Hiphop als wapen tegen de gevestigde orde is geen nieuw verhaal natuurlijk, en het underground-karakter van de groep versterkt ook zeker de waarde van de muziek, maar het wordt hoe langer hoe duidelijker dat hier meer aan de hand is. Parallel aan het portret van de twee muzikanten loopt het trieste verhaal van de familie Cruz, verteld door een ontroostbare en doodsbange moeder, die haar twee zoons in de gevangenis heeft zien verdwijnen nadat ze opgepakt werden omdat ze op hun veranda luisterden naar de muziek van Los Aldeanos. Veel indruk maakt ook het bezoek aan een anonieme sloppenwijk, aan het zicht onttrokken door een nette dorpsfaçade, waarachter een ellendig hoopje ‘huizen’ verspreid ligt op een heuvel. De bewoners zeggen geen keus te hebben, hier zijn ze neergezet en hier zullen ze blijven. Minder indrukwekkend is bijvoorbeeld de zijdelings vertelde verhaallijn van de zwangere vriendin van Bian, dit voegt weinig toe behalve dat het toewerkt naar de enigszins voor de hand liggende conclusie: de jongens hopen dat hun kinderen een vrijer leven tegemoet gaan en in alle overtuiging hun dromen kunnen najagen. Niet in de film te zien: Los Aldeanos hebben al meerdere keren in het buitenland opgetreden, waaronder in Miami, waar een grote Cubaanse gemeenschap leeft. Dat de regering dit toelaat is goed nieuws, waarom de documentaire dit niet vertelt, is onduidelijk.

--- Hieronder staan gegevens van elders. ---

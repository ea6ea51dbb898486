use std::fmt;

use serde::{Deserialize, Serialize};

/// A semantic value produced by a parse.
///
/// Terminals produce `Text`, sequences and repetitions produce `List`, and
/// transforms are free to turn either into anything else.
///
/// # Examples
///
/// ```rust
/// use rdparse::Value;
/// let n = Value::Number(3.5);
/// assert_eq!(n.type_name(), "Number");
/// let s = Value::from("hello");
/// assert_eq!(s.as_text(), Some("hello"));
/// let nil = Value::default();
/// assert!(nil.is_nil());
/// ```
#[derive(Debug, Clone, PartialEq, Default, Serialize, Deserialize)]
#[serde(untagged)]
pub enum Value {
    #[default]
    Nil,
    Bool(bool),
    Number(f64),
    Text(String),
    List(Vec<Value>),
}

impl Value {
    /// Returns the type name of the value as a string.
    pub fn type_name(&self) -> &'static str {
        match self {
            Value::Nil => "Nil",
            Value::Bool(_) => "Bool",
            Value::Number(_) => "Number",
            Value::Text(_) => "Text",
            Value::List(_) => "List",
        }
    }

    pub fn is_nil(&self) -> bool {
        matches!(self, Value::Nil)
    }

    pub fn as_bool(&self) -> Option<bool> {
        match self {
            Value::Bool(b) => Some(*b),
            _ => None,
        }
    }

    pub fn as_number(&self) -> Option<f64> {
        match self {
            Value::Number(n) => Some(*n),
            _ => None,
        }
    }

    pub fn as_text(&self) -> Option<&str> {
        match self {
            Value::Text(s) => Some(s),
            _ => None,
        }
    }

    pub fn as_list(&self) -> Option<&[Value]> {
        match self {
            Value::List(items) => Some(items),
            _ => None,
        }
    }

    /// Consumes the value, returning its items if it is a list.
    pub fn into_list(self) -> Option<Vec<Value>> {
        match self {
            Value::List(items) => Some(items),
            _ => None,
        }
    }
}

impl fmt::Display for Value {
    fn fmt(&self, f: &mut fmt::Formatter<'_>) -> fmt::Result {
        match self {
            Value::Nil => write!(f, "nil"),
            Value::Bool(b) => write!(f, "{b}"),
            Value::Number(n) => write!(f, "{n}"),
            Value::Text(s) => write!(f, "{s:?}"),
            Value::List(items) => {
                write!(f, "[")?;
                for (i, item) in items.iter().enumerate() {
                    if i > 0 {
                        write!(f, ", ")?;
                    }
                    write!(f, "{item}")?;
                }
                write!(f, "]")
            }
        }
    }
}

impl From<&str> for Value {
    fn from(s: &str) -> Self {
        Value::Text(s.to_string())
    }
}

impl From<String> for Value {
    fn from(s: String) -> Self {
        Value::Text(s)
    }
}

impl From<f64> for Value {
    fn from(n: f64) -> Self {
        Value::Number(n)
    }
}

impl From<bool> for Value {
    fn from(b: bool) -> Self {
        Value::Bool(b)
    }
}

impl From<Vec<Value>> for Value {
    fn from(items: Vec<Value>) -> Self {
        Value::List(items)
    }
}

En toch, gezien de beperkte middelen waarmee de regisseur en zijn anonieme cameraman deze documentaire moesten maken, in combinatie met de dreiging opgepakt te worden, of geordonneerd het filmen af te breken, is dit een film die gezien moet worden, al is het maar om weer eens met de neus op de Cubaanse feiten gedrukt te worden en de stem van de hoopvolle jonge generatie gehoord te zien.